Brian Evans of the Reston Masters Swim Team: Jim McDonnell was a long-time Reston, Virginia resident and involved as a coach of Reston summer league swim teams, coaching several of the current Reston Masters Swim Team members when they were young swimmers. He was one of the founding members of Reston Masters Swim Team which started as a team in 1974. In those days, establishing swim teams was a matter of hard work by a small number of people. U.S. Masters Swimming was in its infancy and McDonnell was one of the first who thought the Reston Masters Swim Team should share with charitable organizations and expressed those thoughts shortly before he died.

McDonnell was member of the first Reston Masters Swim Team lake swim meet committee and the lake swim Safety Directory for many years. He swam in the inaugural lake swim in 1988, finishing third in his age group.

Daily News of Open Water Swimming: What is the history of charitable donations of the event?

Brian Evans of the Reston Masters Swim Team: Jim died of Non-Hodgkins Lymphoma. That year, the Reston Masters Swim Team changed the name of its event to honor him and began our charitable giving to the Lymphoma research organizations.

That also gave impetus to expand its charitable giving to other organizations. The majority of the JMLS donations go to Lymphoma Research Foundation and the local Reston community through the CornerStones organization, formerly Reston Interfaith. In the past, smaller donations have been given to charities that have an association with current Reston Masters Swim Team members.

The Reston Masters Swim Team has donated over US$50,000 to charities over the past 5 years.

Daily News of Open Water Swimming: Wetsuits have always been allowed in the event, but it is also a competitive U.S. Masters Swimming event…

Brian Evans of the Reston Masters Swim Team: We have always allowed wetsuits right from the first race in 1988. We have always allowed swimmers to switch their swimwear category at the starting line. Wetsuits are allowed because we have a wide variation in temperatures and we have always wanted to enable swimmers to participate in whatever way they need.

In addition, we want to accommodate athletes new to open water swimming. New Swimmers not sure of the distance or training can race in wetsuit, and possibly reducing fears.

In addition, our team was about 90% triathlete in the early days of the event and wetsuit/non-wetsuit was not an issue. It did take us a long time to equalize the prizes – sometime in the early 2000s.

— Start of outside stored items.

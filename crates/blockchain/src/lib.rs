#![warn(missing_debug_implementations, missing_docs, unreachable_pub)]
#![deny(unused_must_use, rust_2018_idioms)]

//! The canonical chain manager.
//!
//! [`BlockChain`] owns the chain storage, drives the consensus engine and
//! the block executor, selects the canonical chain by total difficulty and
//! reorganizes when a heavier branch appears. All state-root-changing
//! operations are serialized; head events are published strictly after the
//! new head is persisted.

mod chain;
mod executor;

pub use chain::{BlockChain, InsertFailure, TieBreak};
pub use executor::{contract_address, TransferExecutor};

#[cfg(any(test, feature = "test-utils"))]
pub mod test_utils;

Daily News of Open Water Swimming: What is the history of establishing permanent markers that are set in the course, making the course ideal for comparison over times over the decades?

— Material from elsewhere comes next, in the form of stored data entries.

//! Node configuration recognized by the core subsystems.
//!
//! CLI and file parsing live outside the core; these structs carry the
//! resolved values in, with defaults matching the reference client.

use rbtp_blockchain::TieBreak;
use rbtp_downloaders::SyncMode;
use rbtp_primitives::{Address, BlockNumHash, Bytes};
use rbtp_txpool::PoolConfig;
use std::path::PathBuf;

/// Top-level node configuration.
#[derive(Debug, Clone)]
pub struct NodeConfig {
    /// Where the database directory lives.
    pub datadir: PathBuf,
    /// How much of the chain to replay locally.
    pub sync_mode: SyncMode,
    /// Network id for peer selection.
    pub network_id: u64,
    /// Connection ceiling.
    pub max_peers: usize,
    /// Skip peer discovery entirely.
    pub no_discover: bool,
    /// NAT traversal hint handed to the transport layer.
    pub nat: Option<String>,
    /// A trusted checkpoint full sync may start from instead of genesis.
    pub checkpoint: Option<BlockNumHash>,
    /// Transaction pool limits.
    pub txpool: PoolConfig,
    /// Local mining settings.
    pub miner: MinerConfig,
    /// Trie cache and pruning behavior.
    pub trie: TrieConfig,
    /// Gas price oracle sampling.
    pub gpo: GpoConfig,
    /// Global gas cap for read-only call execution.
    pub rpc_gas_cap: u64,
    /// Equal-total-difficulty tie breaking.
    pub tie_break: TieBreak,
}

impl Default for NodeConfig {
    fn default() -> Self {
        Self {
            datadir: PathBuf::from("rbtp-data"),
            sync_mode: SyncMode::Fast,
            network_id: 1,
            max_peers: 50,
            no_discover: false,
            nat: None,
            checkpoint: None,
            txpool: PoolConfig::default(),
            miner: MinerConfig::default(),
            trie: TrieConfig::default(),
            gpo: GpoConfig::default(),
            rpc_gas_cap: 50_000_000,
            tie_break: TieBreak::default(),
        }
    }
}

/// Local mining settings.
#[derive(Debug, Clone)]
pub struct MinerConfig {
    /// Mine at all.
    pub enabled: bool,
    /// Lower bound the miner targets for the block gas limit.
    pub gas_floor: u64,
    /// Upper bound the miner targets for the block gas limit.
    pub gas_ceil: u64,
    /// Minimum gas price for included transactions, in wei.
    pub gas_price: u128,
    /// Extra data stamped into mined headers.
    pub extra_data: Bytes,
    /// How often the work package is rebuilt, in seconds.
    pub recommit_secs: u64,
    /// Reward recipient.
    pub etherbase: Address,
    /// Sealer threads.
    pub threads: usize,
}

impl Default for MinerConfig {
    fn default() -> Self {
        Self {
            enabled: false,
            gas_floor: 8_000_000,
            gas_ceil: 8_000_000,
            gas_price: 1_000_000_000,
            extra_data: Bytes::new(),
            recommit_secs: 3,
            etherbase: Address::ZERO,
            threads: 1,
        }
    }
}

/// Trie cache and pruning behavior.
#[derive(Debug, Clone)]
pub struct TrieConfig {
    /// Megabytes of clean node cache.
    pub clean_cache_mb: usize,
    /// Megabytes of dirty node cache before a forced flush.
    pub dirty_cache_mb: usize,
    /// Minutes between periodic trie flushes.
    pub timeout_minutes: u64,
    /// Archive mode: never prune old state.
    pub no_prune: bool,
}

impl Default for TrieConfig {
    fn default() -> Self {
        Self { clean_cache_mb: 256, dirty_cache_mb: 256, timeout_minutes: 60, no_prune: false }
    }
}

/// Gas price oracle sampling.
#[derive(Debug, Clone)]
pub struct GpoConfig {
    /// Recent blocks sampled.
    pub blocks: usize,
    /// Percentile of sampled prices suggested.
    pub percentile: usize,
    /// Fallback suggestion in wei.
    pub default_price: u128,
}

impl Default for GpoConfig {
    fn default() -> Self {
        Self { blocks: 20, percentile: 60, default_price: 1_000_000_000 }
    }
}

Brian Evans of the Reston Masters Swim Team: In 1988, we started with a 1/4-mile course as an imitation of the 2-mile cable swim in Charlottesville, currently the Chris Greene Cable Lake Swim). This was the event most of our members were familiar with and a good way to get started.

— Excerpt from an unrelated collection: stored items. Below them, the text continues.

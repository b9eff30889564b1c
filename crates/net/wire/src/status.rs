use crate::BtpVersion;
use alloy_rlp::{length_of_length, Decodable, Encodable};
use rbtp_chainspec::ForkId;
use rbtp_primitives::{B256, U256};
use std::fmt;

/// The application handshake exchanged when a session opens.
///
/// The advertised total difficulty is not verifiable against the head hash
/// at handshake time and is treated as untrusted.
#[derive(Clone, Copy, PartialEq, Eq)]
pub struct Status {
    /// The negotiated protocol version.
    pub version: u8,
    /// The network id peers must share.
    pub network_id: u64,
    /// Total difficulty of the peer's best chain.
    pub total_difficulty: U256,
    /// Hash of the peer's best block.
    pub head: B256,
    /// Hash of the peer's genesis block.
    pub genesis: B256,
    /// The peer's fork id; present from btp/64 on.
    pub fork_id: Option<ForkId>,
}

impl Status {
    /// Whether the encoded form carries a fork id.
    fn has_fork_id(&self) -> bool {
        BtpVersion::try_from(self.version).map(|v| v.has_fork_id()).unwrap_or(false) &&
            self.fork_id.is_some()
    }

    fn payload_length(&self) -> usize {
        let mut length = self.version.length() +
            self.network_id.length() +
            self.total_difficulty.length() +
            self.head.length() +
            self.genesis.length();
        if self.has_fork_id() {
            length += self.fork_id.expect("checked").length();
        }
        length
    }
}

impl Encodable for Status {
    fn encode(&self, out: &mut dyn alloy_rlp::BufMut) {
        alloy_rlp::Header { list: true, payload_length: self.payload_length() }.encode(out);
        self.version.encode(out);
        self.network_id.encode(out);
        self.total_difficulty.encode(out);
        self.head.encode(out);
        self.genesis.encode(out);
        if self.has_fork_id() {
            self.fork_id.expect("checked").encode(out);
        }
    }

    fn length(&self) -> usize {
        let payload = self.payload_length();
        payload + length_of_length(payload)
    }
}

impl Decodable for Status {
    fn decode(buf: &mut &[u8]) -> alloy_rlp::Result<Self> {
        let header = alloy_rlp::Header::decode(buf)?;
        if !header.list {
            return Err(alloy_rlp::Error::UnexpectedString)
        }
        let started = buf.len();

        let version = u8::decode(buf)?;
        let network_id = u64::decode(buf)?;
        let total_difficulty = U256::decode(buf)?;
        let head = B256::decode(buf)?;
        let genesis = B256::decode(buf)?;

        // a btp/64 status carries one more field
        let consumed = started - buf.len();
        let fork_id = if consumed < header.payload_length {
            Some(ForkId::decode(buf)?)
        } else {
            None
        };

        Ok(Self { version, network_id, total_difficulty, head, genesis, fork_id })
    }
}

impl fmt::Debug for Status {
    fn fmt(&self, f: &mut fmt::Formatter<'_>) -> fmt::Result {
        write!(
            f,
            "Status {{ version: {}, network: {}, td: {}, head: {}, genesis: {}, forkid: {:?} }}",
            self.version, self.network_id, self.total_difficulty, self.head, self.genesis,
            self.fork_id,
        )
    }
}

#[cfg(test)]
mod tests {
    use super::*;
    use rbtp_chainspec::ForkHash;

    fn base_status() -> Status {
        Status {
            version: 64,
            network_id: 1,
            total_difficulty: U256::from(17_179_869_184u64),
            head: B256::repeat_byte(0xfe),
            genesis: B256::repeat_byte(0xd4),
            fork_id: Some(ForkId { hash: ForkHash([0xfc, 0x64, 0xec, 0x04]), next: 1_150_000 }),
        }
    }

    #[test]
    fn status_roundtrip_with_fork_id() {
        let status = base_status();
        let mut encoded = Vec::new();
        status.encode(&mut encoded);
        assert_eq!(Status::decode(&mut encoded.as_slice()).unwrap(), status);
    }

    #[test]
    fn legacy_status_drops_fork_id() {
        let status = Status { version: 63, ..base_status() };
        let mut encoded = Vec::new();
        status.encode(&mut encoded);
        let decoded = Status::decode(&mut encoded.as_slice()).unwrap();
        assert_eq!(decoded.fork_id, None);
        assert_eq!(decoded.network_id, status.network_id);
    }
}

We also used the short length of course as a safety point to help sell the idea of the race to the Reston Association Board of Directors. The 1/4-mile distance gave us good line-of-site to the entire course and less distance to cover for safety. As it turned out, we would have gotten to run the event in any case since the Reston Triathlon was already in place.

We moved to the 1/2-mile course because it was more like the Reston Triathlon course and reduced the number of turns required. In 2003, when we finally changed to the current course, the selling points of swimming on a rope were irrelevant and had been for a long time. We thought it was more like a real open water course. Most of the swimmers liked the new course better than the rope.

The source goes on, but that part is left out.